Your instructions: From the first line onward, reproduce the records exactly; the final line to include is the one holding "-> Result<Self, BuildError>".

Supplied material:
----

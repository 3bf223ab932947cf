use log::info;
use std::sync::Arc;
use tokio::sync::broadcast;
use tokio::task::JoinHandle;

use crate::config::EngineConfiguration;
use crate::types::{ChatMessage, CommandOutcome, PolicyEvent, ResponseSender};

pub mod commands;
pub mod grammar;
pub mod groups;
pub mod parameters;
pub mod permissions;
pub mod policy_sync;
pub mod selector;
pub mod tts_commands;
pub mod usage;

use commands::CommandSystem;
use grammar::{BuildError, CommandDefinition, CommandTree};
use groups::GroupResolver;
use permissions::PermissionManager;
use policy_sync::PolicySynchronizer;
use usage::UsagePolicyManager;

/// Command engine: grammar, permission and usage trees, and the policy feed that updates them
pub struct ChatBot {
    command_system: CommandSystem,
    tree: Arc<CommandTree>,
    policy_sync: Arc<PolicySynchronizer>,
}

impl ChatBot {
    /// Build the grammar from `definitions`; fails on the first invalid definition
    pub fn new(
        definitions: &[Box<dyn CommandDefinition>],
        groups: Arc<dyn GroupResolver>,
        config: &EngineConfiguration,
    ) -> Result<Self, BuildError> {
        let tree = Arc::new(CommandTree::build(definitions)?);
        let permissions = Arc::new(PermissionManager::new());
        let usage = Arc::new(UsagePolicyManager::new());
        let policy_sync = Arc::new(PolicySynchronizer::new(permissions.clone(), usage.clone()));

        let mut command_system = CommandSystem::new(tree.clone(), groups, permissions, usage);
        command_system.set_command_prefix(config.command_prefix.clone());
        command_system.set_owners(config.owner_ids.iter().cloned());
        command_system.set_usage_enforcement(config.enforce_usage_policies);

        info!("Registered commands: {}", tree.command_names().join(", "));

        Ok(Self {
            command_system,
            tree,
            policy_sync,
        })
    }

    pub async fn execute(
        &self,
        line: &str,
        chatter_id: &str,
        message: &ChatMessage,
        response_sender: &ResponseSender,
    ) -> CommandOutcome {
        self.command_system
            .execute(line, chatter_id, message, response_sender)
            .await
    }

    pub async fn process_message(
        &self,
        message: &ChatMessage,
        response_sender: &ResponseSender,
    ) -> CommandOutcome {
        self.command_system
            .process_message(message, response_sender)
            .await
    }

    pub async fn apply_policy_event(&self, event: &PolicyEvent) {
        self.policy_sync.apply(event).await;
    }

    /// Apply policy events from `receiver` in the background
    pub fn listen_for_policy_events(
        &self,
        receiver: broadcast::Receiver<PolicyEvent>,
    ) -> JoinHandle<()> {
        self.policy_sync.clone().spawn_listener(receiver)
    }

    pub fn command_names(&self) -> Vec<String> {
        self.tree.command_names()
    }
}

#[cfg(test)]
mod tests {
    use super::*;
    use crate::bot::groups::GroupRegistry;
    use crate::bot::tts_commands::{TtsCommands, TtsState};
    use crate::types::{GroupEntry, PermissionEntry, PolicySnapshot, UsagePolicyEntry};
    use tokio::sync::mpsc;

    fn bot(config: &EngineConfiguration) -> (ChatBot, Arc<GroupRegistry>) {
        let state = Arc::new(TtsState::new(["Brian", "Amy"]));
        let definitions: Vec<Box<dyn CommandDefinition>> = vec![Box::new(TtsCommands::new(state))];
        let groups = Arc::new(GroupRegistry::new());
        (ChatBot::new(&definitions, groups.clone(), config).unwrap(), groups)
    }

    fn snapshot() -> PolicySnapshot {
        PolicySnapshot {
            permissions: vec![PermissionEntry {
                group_id: "1".to_string(),
                path: "tts.add".to_string(),
                allow: Some(true),
            }],
            groups: vec![
                GroupEntry {
                    id: "0".to_string(),
                    name: "everyone".to_string(),
                },
                GroupEntry {
                    id: "1".to_string(),
                    name: "helpers".to_string(),
                },
            ],
            policies: vec![UsagePolicyEntry {
                group_id: "0".to_string(),
                path: "voice".to_string(),
                count: 1,
                window_millis: 60_000,
            }],
        }
    }

    #[tokio::test]
    async fn test_snapshot_grants_group_permission() {
        let (bot, groups) = bot(&EngineConfiguration::default());
        let (tx, _rx) = mpsc::channel(8);
        let line = "!tts add Brian";
        let message = ChatMessage::new("twitch", "chan", "55", "dave", line);

        assert_eq!(bot.execute(line, "55", &message, &tx).await, CommandOutcome::Forbidden);

        bot.apply_policy_event(&PolicyEvent::FullSnapshot(snapshot())).await;
        groups.add_member("helpers", "55").await;
        assert_eq!(bot.execute(line, "55", &message, &tx).await, CommandOutcome::Success);
    }

    #[tokio::test]
    async fn test_configured_usage_enforcement() {
        let config = EngineConfiguration {
            enforce_usage_policies: true,
            owner_ids: vec!["owner".to_string()],
            ..Default::default()
        };
        let (bot, _groups) = bot(&config);
        let (tx, _rx) = mpsc::channel(8);
        bot.apply_policy_event(&PolicyEvent::FullSnapshot(snapshot())).await;

        let line = "!voice amy";
        let message = ChatMessage::new("twitch", "chan", "55", "dave", line);
        assert_eq!(bot.execute(line, "55", &message, &tx).await, CommandOutcome::Success);
        assert_eq!(bot.execute(line, "55", &message, &tx).await, CommandOutcome::RateLimited);

        // Owners are not rate limited
        let message = ChatMessage::new("twitch", "chan", "owner", "streamer", line);
        for _ in 0..3 {
            assert_eq!(bot.execute(line, "owner", &message, &tx).await, CommandOutcome::Success);
        }
    }

    #[tokio::test]
    async fn test_builtin_command_names() {
        let (bot, _groups) = bot(&EngineConfiguration::default());
        let mut names = bot.command_names();
        names.sort();
        assert_eq!(names, vec!["skip", "tts", "voice"]);
    }
}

----

Answer to this task:
repository 3bf223ab932947cf
use log::info;
use std::sync::Arc;
use tokio::sync::broadcast;
use tokio::task::JoinHandle;

use crate::config::EngineConfiguration;
use crate::types::{ChatMessage, CommandOutcome, PolicyEvent, ResponseSender};

pub mod commands;
pub mod grammar;
pub mod groups;
pub mod parameters;
pub mod permissions;
pub mod policy_sync;
pub mod selector;
pub mod tts_commands;
pub mod usage;

use commands::CommandSystem;
use grammar::{BuildError, CommandDefinition, CommandTree};
use groups::GroupResolver;
use permissions::PermissionManager;
use policy_sync::PolicySynchronizer;
use usage::UsagePolicyManager;

/// Command engine: grammar, permission and usage trees, and the policy feed that updates them
pub struct ChatBot {
    command_system: CommandSystem,
    tree: Arc<CommandTree>,
    policy_sync: Arc<PolicySynchronizer>,
}

impl ChatBot {
    /// Build the grammar from `definitions`; fails on the first invalid definition
    pub fn new(
        definitions: &[Box<dyn CommandDefinition>],
        groups: Arc<dyn GroupResolver>,
        config: &EngineConfiguration,
    ) -> Result<Self, BuildError> {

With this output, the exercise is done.